A diferença é que mulheres não possuem o comportamento predatório que homens possuem. Homens consomem prostituição para subjugar, violentar, agredir se auto-proclamarem alfa, e realizarem humilhações.
Bem, das poucas vezes que pude pagar por um programa, acabei namorando com uma delas, e com a outra, ia pra falar da minha vida. Eu tinha sei lá, 23 anos. E não adianta vir agora me pagar sermão de fada sensata. Já tá feito, a vida é assim, o mundo é assim, lamento, não vou mudar minhas narrativas pra agradar público millenial.
Fato, que o filme traça a silhueta psicanalítica dessa mulher, que na verdade, representa muitas.
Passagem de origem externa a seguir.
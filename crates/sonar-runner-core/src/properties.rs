//! Reader and writer for `.properties` files.
//!
//! Supports the subset of the format found in project descriptors:
//! `#`/`!` comments, `=`, `:` or whitespace separators, backslash line
//! continuations and the usual escapes (`\t \n \r \f \\ \uXXXX`).
//! Files are read as UTF-8 and fall back to ISO-8859-1 when they are not.

use crate::{Error, Result};
use sonar_runner_types::RunConfiguration;
use std::path::Path;

pub fn load(path: &Path) -> Result<RunConfiguration> {
    let bytes = std::fs::read(path).map_err(|err| Error::File {
        path: path.to_path_buf(),
        reason: err.to_string(),
    })?;
    let content = String::from_utf8(bytes)
        .unwrap_or_else(|err| err.into_bytes().iter().map(|&b| b as char).collect());
    Ok(parse(&content))
}

pub fn parse(content: &str) -> RunConfiguration {
    let mut config = RunConfiguration::new();
    for line in logical_lines(content) {
        let (key, value) = split_entry(&line);
        config.insert(unescape(key), unescape(value));
    }
    config
}

/// Join continuation lines and drop comments and blank lines.
fn logical_lines(content: &str) -> Vec<String> {
    let mut lines = Vec::new();
    let mut pending: Option<String> = None;

    for raw in content.lines() {
        let trimmed = raw.trim_start();
        let mut current = match pending.take() {
            Some(mut joined) => {
                joined.push_str(trimmed);
                joined
            }
            None => {
                if trimmed.is_empty() || trimmed.starts_with('#') || trimmed.starts_with('!') {
                    continue;
                }
                trimmed.to_string()
            }
        };

        if ends_with_continuation(&current) {
            current.pop();
            pending = Some(current);
        } else {
            lines.push(current);
        }
    }

    if let Some(last) = pending
        && !last.is_empty()
    {
        lines.push(last);
    }
    lines
}

fn ends_with_continuation(line: &str) -> bool {
    line.chars().rev().take_while(|&c| c == '\\').count() % 2 == 1
}

fn split_entry(line: &str) -> (&str, &str) {
    let mut escaped = false;
    let mut key_end = line.len();
    for (idx, c) in line.char_indices() {
        if escaped {
            escaped = false;
            continue;
        }
        match c {
            '\\' => escaped = true,
            '=' | ':' | ' ' | '\t' | '\x0c' => {
                key_end = idx;
                break;
            }
            _ => {}
        }
    }

    let key = &line[..key_end];
    let mut rest = line[key_end..].trim_start_matches([' ', '\t', '\x0c']);
    if let Some(stripped) = rest.strip_prefix(['=', ':']) {
        rest = stripped.trim_start_matches([' ', '\t', '\x0c']);
    }
    (key, rest)
}

fn unescape(raw: &str) -> String {
    let mut out = String::with_capacity(raw.len());
    let mut chars = raw.chars();
    while let Some(c) = chars.next() {
        if c != '\\' {
            out.push(c);
            continue;
        }
        match chars.next() {
            Some('t') => out.push('\t'),
            Some('n') => out.push('\n'),
            Some('r') => out.push('\r'),
            Some('f') => out.push('\x0c'),
            Some('u') => {
                let hex: String = chars.by_ref().take(4).collect();
                match u32::from_str_radix(&hex, 16).ok().and_then(char::from_u32) {
                    Some(decoded) => out.push(decoded),
                    None => {
                        out.push_str("\\u");
                        out.push_str(&hex);
                    }
                }
            }
            Some(other) => out.push(other),
            None => {}
        }
    }
    out
}

/// Render a configuration in `.properties` syntax, one entry per line.
pub fn render(config: &RunConfiguration) -> String {
    let mut out = String::from("# Generated by sonar-runner, do not edit\n");
    for (key, value) in config.iter() {
        out.push_str(&escape(key, true));
        out.push('=');
        out.push_str(&escape(value, false));
        out.push('\n');
    }
    out
}

fn escape(raw: &str, is_key: bool) -> String {
    let mut out = String::with_capacity(raw.len());
    for (idx, c) in raw.chars().enumerate() {
        match c {
            '\\' => out.push_str("\\\\"),
            '\n' => out.push_str("\\n"),
            '\r' => out.push_str("\\r"),
            '\t' => out.push_str("\\t"),
            '\x0c' => out.push_str("\\f"),
            ' ' if is_key || idx == 0 => out.push_str("\\ "),
            '=' | ':' if is_key => {
                out.push('\\');
                out.push(c);
            }
            '#' | '!' if is_key && idx == 0 => {
                out.push('\\');
                out.push(c);
            }
            _ => out.push(c),
        }
    }
    out
}

pub fn write(path: &Path, config: &RunConfiguration) -> Result<()> {
    std::fs::write(path, render(config)).map_err(|err| Error::File {
        path: path.to_path_buf(),
        reason: err.to_string(),
    })
}

#[cfg(test)]
mod tests {
    use super::*;

    #[test]
    fn test_parse_separators_and_comments() {
        let content = "\
# comment
! another comment
sonar.projectKey=java:sample
sonar.projectName : Java Sample, with comma
sonar.sources src
   sonar.projectVersion   =   1.2.3

";
        let config = parse(content);
        assert_eq!(config.get("sonar.projectKey"), Some("java:sample"));
        assert_eq!(config.get("sonar.projectName"), Some("Java Sample, with comma"));
        assert_eq!(config.get("sonar.sources"), Some("src"));
        assert_eq!(config.get("sonar.projectVersion"), Some("1.2.3"));
        assert_eq!(config.len(), 4);
    }

    #[test]
    fn test_parse_continuation_lines() {
        let content = "sonar.sources=src/main,\\\n    src/generated,\\\n    src/extra\nnext=1\n";
        let config = parse(content);
        assert_eq!(config.get("sonar.sources"), Some("src/main,src/generated,src/extra"));
        assert_eq!(config.get("next"), Some("1"));
    }

    #[test]
    fn test_parse_escapes() {
        let content = "key\\ with\\:colon=tab\\there\\u00e9\npath=C:\\\\work\\\\src\nempty=\n";
        let config = parse(content);
        assert_eq!(config.get("key with:colon"), Some("tab\there\u{e9}"));
        assert_eq!(config.get("path"), Some("C:\\work\\src"));
        assert_eq!(config.get("empty"), Some(""));
    }

    #[test]
    fn test_even_backslashes_do_not_continue() {
        let config = parse("a=ends with backslash\\\\\nb=2\n");
        assert_eq!(config.get("a"), Some("ends with backslash\\"));
        assert_eq!(config.get("b"), Some("2"));
    }

    #[test]
    fn test_later_entries_win() {
        let config = parse("a=1\na=2\n");
        assert_eq!(config.get("a"), Some("2"));
    }

    #[test]
    fn test_render_is_sorted_and_escaped() {
        let config: RunConfiguration = [
            ("sonar.sources", "src"),
            ("sonar.projectName", " Padded\tname"),
            ("odd key=1", "C:\\work"),
        ]
        .into_iter()
        .collect();

        insta::assert_snapshot!(render(&config), @r"
        # Generated by sonar-runner, do not edit
        odd\ key\=1=C:\\work
        sonar.projectName=\ Padded\tname
        sonar.sources=src
        ");
    }

    #[test]
    fn test_render_then_parse_preserves_entries() {
        let config: RunConfiguration = [
            ("sonar.projectName", " Leading space"),
            ("multi", "line\nvalue"),
            ("#hash", "x"),
        ]
        .into_iter()
        .collect();
        assert_eq!(parse(&render(&config)), config);
    }

    #[test]
    fn test_latin1_fallback() {
        let dir = tempfile::TempDir::new().unwrap();
        let path = dir.path().join("sonar-project.properties");
        std::fs::write(&path, b"sonar.projectName=Caf\xe9\n").unwrap();
        let config = load(&path).unwrap();
        assert_eq!(config.get("sonar.projectName"), Some("Caf\u{e9}"));
    }
}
Mais velhas, anos e anos de relações monogâmicas, onde o amor e a admiração acabaram. Onde romance não leva a lugar nenhum, e muitas vezes pagar para ter um pouco de gentileza e SER GENTIL COM ALGUÉM, revelando que sim, você ainda é um ser humano capaz de ser gentil pra alguém, e a solidão dessa mulher, foi um mergulho dos mais incríveis que pude ter nessa série. Mistura tudo, amada. Solidão do casamento, solidão da idade, solidão de fim da carreira.
Muito embora a escrita mulheres como Phoebe Waller-Bridge (Fleabag), Tina Fey e Amy Sherman-Palladino (Mrs. Maisel) tenham mudado muito meu olhar na dinâmica dramática do filme, eu gosto muito
de como Ryan faz essa narrativa, que pende para o olhar dela, e não dele, o michê.
Sensível pra caralho.
Por isso, recomendo, tá de bob, pega e vê.
Ah, mas eu tenho filtros, militância, etc, gatilhos.
Não sei como ajudar. Eu não sei como se resolve isso, com essas coisas que essa geração tem. Posso respeitar, mas não posso, sinceramente, ajudar nisso.
O ser humano é a contradição. Avisem isso, aos movimentos.
Não somos heróis. Somos falidos, em nossos espaços íntimos. E é uma pena que as redes sociais nos maqueiem tanto.